Um dos encantos da vida é aprender a observar que nada está parado. Tudo flui, segue, gira, cresce, muda, modifica-se. O estático é uma ilusão da mente. As células envelhecem. Os elétrons vagueiam ao redor do núcleo do átomo. E o tempo, que intuitivamente não para, na verdade sequer existe, de acordo com a concepção socrática.
Se estas afirmações parecem ser verdadeiras, não faz qualquer sentido buscar a estagnação. A ausência de impulso e de transformação do ser humano não se harmonizam com o fluxo da vida. E o querer reter, prender, conservar e manter também se insere no campo das atitudes que desafiam o ritmo da existência.
Há pouco menos de um ano, tive uma séria lesão na coluna que, ao menos até agora, impediu-se de voltar a montar. E você não imagina como eu sinto falta dos meus amigos equinos, do cheiro do campo, das cores das flores, da garoa no rio, dos cabelos ao vento. Não sei se um dia volto. Mas se eu puder voltar, estarei retornando a raízes profundas e correrei por vales, montanhas, estradas e regatos até entender o mito da criação e alguns dos mistérios da vida.
Mas não pense que estou parada. Uma impossibilidade momentânea não precisa significar a sua paralisação. Você tem que procurar outra coisa para aprender, estudar outras maneiras de fazer e desenvolver outras partes do seu corpo e da sua mente.
E foi assim que livrei minha alma do aprisionamento neste último ano. Escolhi outros caminhos e outros desafios. Vou contar como foi.

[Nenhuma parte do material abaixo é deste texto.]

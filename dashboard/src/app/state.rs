//! # Dashboard State
//!
//! Shared view state read by the presentation layer and written by the
//! background tasks.
//!
//! Each piece lives behind its own `parking_lot::RwLock` so the poller and
//! the feed never contend. Hold a guard only long enough to copy out what
//! you render.

use crate::app::tasks::notifications::NotificationFeed;
use crate::app::tasks::status::{MonitoredService, StatusSnapshot};
use parking_lot::RwLock;
use std::sync::atomic::{AtomicBool, Ordering};
use std::sync::Arc;

/// Cloneable handle to the dashboard's shared state.
#[derive(Debug, Clone)]
pub struct DashboardState {
    /// Latest committed status snapshot
    pub status: Arc<RwLock<StatusSnapshot>>,
    pub notifications: Arc<RwLock<NotificationFeed>>,
    session_expired: Arc<AtomicBool>,
}

impl DashboardState {
    pub fn new(services: &[MonitoredService], notification_capacity: usize) -> Self {
        Self {
            status: Arc::new(RwLock::new(StatusSnapshot::initial(services))),
            notifications: Arc::new(RwLock::new(NotificationFeed::new(notification_capacity))),
            session_expired: Arc::new(AtomicBool::new(false)),
        }
    }

    pub fn status(&self) -> StatusSnapshot {
        self.status.read().clone()
    }

    pub fn notifications(&self) -> NotificationFeed {
        self.notifications.read().clone()
    }

    /// Set once a 401 cleared the session; the login view should be shown.
    pub fn session_expired(&self) -> bool {
        self.session_expired.load(Ordering::Acquire)
    }

    pub(crate) fn set_session_expired(&self, expired: bool) {
        self.session_expired.store(expired, Ordering::Release);
    }
}
//! # Logging Infrastructure
//!
//! Structured `tracing` output for the dashboard binary.
//!
//! ## Features
//!
//! - **File-based logging**: `logs/dashboard.log.<date>` (daily rotation)
//! - **Console output**: optional stdout layer
//! - **Panic logging**: panics are recorded before the default hook runs
//!
//! ## Configuration
//!
//! Environment variables:
//! - `RUST_LOG`: Log level filter (e.g., `dashboard=debug,info`)
//! - `DASHBOARD_LOG_DIR`: Log directory (default: `logs`)
//! - `DASHBOARD_LOG_STDOUT`: Mirror logs to stdout (1=on, 0=off, default on)

pub mod config;
pub mod logger;

pub use config::DebugConfig;
pub use logger::init as init_logger;
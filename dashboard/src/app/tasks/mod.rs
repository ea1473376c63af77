//! # Background Tasks
//!
//! Long-running tasks owned by the dashboard runtime: the service status
//! poller and the notification feed.

pub mod notifications;
pub mod status;
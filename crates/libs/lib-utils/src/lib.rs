//! # Utilities Library
//!
//! Shared utility functions for environment variables and time.

pub mod envs;
pub mod time;

// Re-export commonly used functions
pub use envs::{get_env, get_env_or, get_env_parse, get_env_parse_or};
pub use time::{format_clock, is_within, now_utc};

Primeiro, mudei de habitat. Troquei a terra quente e seca pela água fresca e apurei meu gosto pelo mundo subaquático. Vi peixes, crustáceos, corais e muitas outras formas de vida que eu jamais imaginei que pudessem existir. Depois, desci a um universo antes impenetrável. Aprendi a mergulhar e compreendi que até mesmo para os nossos pulmões existe uma alternativa. Nadei com golfinhos, baleias e tubarões e, nas profundezas de oceanos cristalinos, encontrei cores e movimentos inusitados. Dancei ao redor de embarcações submersas e percorri labirintos e túneis com vagar e precisão.

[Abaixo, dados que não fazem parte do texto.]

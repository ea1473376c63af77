//! # Data Transfer Objects (DTOs)
//!
//! All data structures exchanged with the API gateway.
//!
//! ## Module Organization
//!
//! - [`auth`] - Login, user profile and error payloads
//! - [`catalog`] - Books and book statistics
//! - [`orders`] - Order placement and order history
//!
//! ## Example JSON Communication
//!
//! ```text
//! POST /login
//! Content-Type: application/json
//!
//! {
//!   "username": "admin",
//!   "password": "password"
//! }
//! ```
//!
//! ```text
//! HTTP/1.1 200 OK
//! Content-Type: application/json
//!
//! {
//!   "token": "eyJhbGciOiJIUzI1NiIsInR5cCI6IkpXVCJ9..."
//! }
//! ```
//!
//! Failures from every backend service share one shape:
//!
//! ```text
//! HTTP/1.1 403 Forbidden
//!
//! { "error": "Admin access required" }
//! ```

pub mod auth;
pub mod catalog;
pub mod orders;

pub use auth::*;
pub use catalog::*;
pub use orders::*;
//! # Analytics Loader
//!
//! Data behind the analytics screen: profile, catalog statistics, orders
//! and (for admins) the user list, plus the order aggregates derived from
//! them.
//!
//! The profile is fetched first because it decides which order endpoint is
//! allowed. The remaining three requests run concurrently; the first
//! failure fails the whole load.

use crate::core::error::ApiError;
use crate::core::service::ApiService;
use chrono::{DateTime, Duration, Utc};
use serde::Serialize;
use shared::{BookStats, OrderHistory, User};

/// Window counted as "recent" in [`OrderStats`].
pub const RECENT_WINDOW_DAYS: i64 = 7;

pub const DEFAULT_TOP_BOOKS: usize = 5;

#[derive(Debug, Clone, PartialEq)]
pub struct AnalyticsData {
    pub profile: User,
    pub book_stats: BookStats,
    pub orders: Vec<OrderHistory>,
    /// Empty for non-admins
    pub users: Vec<User>,
}

impl AnalyticsData {
    pub fn order_stats(&self, now: DateTime<Utc>) -> OrderStats {
        OrderStats::from_orders(&self.orders, now)
    }

    pub fn top_books(&self) -> Vec<TopBook> {
        top_books(&self.orders, DEFAULT_TOP_BOOKS)
    }
}

#[derive(Debug, Clone, Copy, Default, Serialize, PartialEq, Eq)]
pub struct OrderStats {
    pub total: usize,
    pub completed: usize,
    pub recent: usize,
}

impl OrderStats {
    pub fn from_orders(orders: &[OrderHistory], now: DateTime<Utc>) -> Self {
        let window = Duration::days(RECENT_WINDOW_DAYS);
        Self {
            total: orders.len(),
            completed: orders.iter().filter(|o| o.is_completed()).count(),
            recent: orders
                .iter()
                .filter(|o| lib_utils::is_within(o.order_date, window, now))
                .count(),
        }
    }
}

#[derive(Debug, Clone, Serialize, PartialEq, Eq)]
pub struct TopBook {
    pub book_id: String,
    pub title: String,
    pub author: String,
    pub orders: usize,
}

/// Most ordered books, highest count first. Ties keep first-seen order.
pub fn top_books(orders: &[OrderHistory], limit: usize) -> Vec<TopBook> {
    let mut ranked: Vec<TopBook> = Vec::new();
    for order in orders {
        match ranked.iter_mut().find(|b| b.book_id == order.book_id) {
            Some(book) => book.orders += 1,
            None => ranked.push(TopBook {
                book_id: order.book_id.clone(),
                title: order.book_title.clone(),
                author: order.book_author.clone(),
                orders: 1,
            }),
        }
    }

    // stable sort keeps first-seen order among equal counts
    ranked.sort_by(|a, b| b.orders.cmp(&a.orders));
    ranked.truncate(limit);
    ranked
}

/// Load everything the analytics screen shows.
#[tracing::instrument(skip(api))]
pub async fn load_analytics(api: &dyn ApiService) -> Result<AnalyticsData, ApiError> {
    let profile = api.get_profile().await?;
    let admin = profile.is_admin();

    let orders = async {
        if admin {
            api.get_all_orders().await
        } else {
            api.get_order_history().await
        }
    };
    let users = async {
        if admin {
            api.get_all_users().await
        } else {
            Ok(Vec::new())
        }
    };

    let (book_stats, orders, users) = tokio::try_join!(api.get_book_stats(), orders, users)?;

    tracing::debug!(
        username = %profile.username,
        admin,
        orders = orders.len(),
        users = users.len(),
        "Analytics loaded"
    );

    Ok(AnalyticsData {
        profile,
        book_stats,
        orders,
        users,
    })
}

Num terceiro momento, voltei à superfície. Viajei em  motores, velas e remos e senti outras temperaturas e sensações esbarrando em minha face. A velocidade é inebriante e tudo aquilo que te transporta é realmente capaz de te levar muito além. Mas desta vez eu não conduzi. Deixei-me ser guiada e em tais momentos de rara contemplação apenas me entreguei.

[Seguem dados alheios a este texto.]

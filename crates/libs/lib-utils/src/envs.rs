//! # Environment Variables
//!
//! Utilities for reading and parsing environment variables.

use std::env;
use std::str::FromStr;

/// Get an environment variable by name.
pub fn get_env(name: &'static str) -> Result<String, Error> {
    env::var(name).map_err(|_| Error::MissingEnv(name))
}

/// Get and parse an environment variable.
pub fn get_env_parse<T: FromStr>(name: &'static str) -> Result<T, Error> {
    let val = get_env(name)?;
    val.parse::<T>().map_err(|_| Error::WrongFormat(name))
}

/// Get an environment variable, falling back to `default` when unset.
pub fn get_env_or(name: &'static str, default: &str) -> String {
    env::var(name).unwrap_or_else(|_| default.to_string())
}

/// Parse an optional environment variable.
///
/// Unset means `default`; set but unparseable is an error rather than a
/// silent fallback.
pub fn get_env_parse_or<T: FromStr>(name: &'static str, default: T) -> Result<T, Error> {
    match env::var(name) {
        Ok(val) => val.trim().parse::<T>().map_err(|_| Error::WrongFormat(name)),
        Err(_) => Ok(default),
    }
}

// region:    --- Error
#[derive(Debug, Clone, PartialEq, Eq)]
pub enum Error {
    MissingEnv(&'static str),
    WrongFormat(&'static str),
}

impl std::fmt::Display for Error {
    fn fmt(&self, fmt: &mut std::fmt::Formatter) -> std::fmt::Result {
        write!(fmt, "{self:?}")
    }
}

impl std::error::Error for Error {}
// endregion: --- Error
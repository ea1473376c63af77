//! # Health Endpoints
//!
//! Liveness probes. These are unauthenticated and skip the session policy:
//! a failing probe never touches the session.

use super::client::ApiClient;
use crate::core::error::ApiError;
use reqwest::Url;

/// `GET /health` on the gateway.
pub async fn health_check(client: &ApiClient) -> Result<(), ApiError> {
    probe(client, client.endpoint(&["health"])).await
}

/// `GET <base>/health` on any other directly reachable service.
pub async fn probe_service(client: &ApiClient, base_url: &str) -> Result<(), ApiError> {
    let mut url = Url::parse(base_url).map_err(|e| ApiError::Network(format!("Invalid service URL: {}", e)))?;
    url.path_segments_mut()
        .map_err(|_| ApiError::Network(format!("Service URL cannot be a base: {}", base_url)))?
        .pop_if_empty()
        .push("health");
    probe(client, url).await
}

async fn probe(client: &ApiClient, url: Url) -> Result<(), ApiError> {
    let response = client.client.get(url.clone()).send().await.map_err(|e| {
        tracing::debug!(url = %url, error = %e, "Health probe got no response");
        ApiError::Network(e.to_string())
    })?;

    let status = response.status();
    if status.is_success() {
        Ok(())
    } else {
        tracing::debug!(url = %url, status = status.as_u16(), "Health probe failed");
        Err(ApiError::from_status(status, format!("health check returned {}", status)))
    }
}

E então era hora de voltar ao comando. Fazia tempo que eu não segurava nas rédeas, mas não me esqueci de como era me levar a mim mesma. E aprendi a manejar o remo em cima de uma prancha. Minha primeira lição foi nas águas rebeldes do Oceano Pacífico. E depois de muitas e muitas quedas, finalmente comecei a equilibrar-me. E logo descobri uma sequência lógica em tudo isso.
O passo inicial é carregar a prancha até o mar. Se você não conseguir carregar, arraste. Se você não conseguir arrastar, peça ajuda. Mas não desista. Em seguida, deite-se sobre ela e flutue em direção ao horizonte. Quando se sentir preparada e como quem faz uma prece, ajoelhe centralizadamente e comece a remar. Nesta hora você começa a subir. O remo é longo e único e o trajeto da sua prancha é controlado por meio da alternância, ao lado esquerdo e direito. Passando a arrebentação, fique em pé e continue remando, pois, se você parar por um segundo, é certeza que vai cair. Se vier uma onda mais forte, tente concentrar-se. E se não der certo, não tem problema nenhum. Sua prancha estará atada a seu pé. É só subir  de novo e recomeçar. Quantas vezes sejam necessárias.
Aprendi muitas coisas com estas novas atividades, que não são nada diferentes da nossa forma de viver a vida. Para mergulhar, o importante é ter calma e respirar para poder observar a beleza do desconhecido. Para ficar em pé numa prancha, é só concentrar-se e equilibrar-se para poder seguir em frente. E para seguir num barquinho tripulado, é só deixar-se conduzir.
Não sou atleta, mas sou muito bem intencionada e dedicada às minhas metas. E afirmo que dá para aprender uma coisa ou outra, ou todas. Mas se você não quiser, tudo bem. Eu já disse o que eu achava essencial. Nos momentos de dificuldade, apenas lembre-se destas singelas lições teóricas. E sempre aja como se você já soubesse fazer. Respire fundo, concentre-se, observe, equilibre-se, eleve-se e, o mais importante de tudo, nunca, mas nunca mesmo, pare de remar.